== Segment start ==

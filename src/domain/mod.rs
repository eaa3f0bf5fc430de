//! Domain types for the vault settlement ledger.
//!
//! This module provides:
//! - Arbitrary-precision unsigned quantities via the Amount wrapper
//! - Domain primitives: BlockNumber, Address
//! - Vault, liquidity provider, round, bid and buyer entities
//! - The closed set of ledger events
//! - Canonical bid ordering used by auction clearing

pub mod amount;
pub mod bid;
pub mod events;
pub mod ordering;
pub mod primitives;
pub mod round;
pub mod vault;

pub use amount::Amount;
pub use bid::{Bid, BuyerFlag, OptionBuyer};
pub use events::LedgerEvent;
pub use ordering::BidOrderingKey;
pub use primitives::{Address, AddressParseError, BlockNumber};
pub use round::{OptionRound, RoundState};
pub use vault::{LiquidityProvider, QueuedWithdrawal, Vault};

== Segment end ==

WORK TASK. Whenever the word "primitives" appears in a line of the listing, report that line.

COMPLETED TASK.
//! - Domain primitives: BlockNumber, Address
pub mod primitives;
pub use primitives::{Address, AddressParseError, BlockNumber};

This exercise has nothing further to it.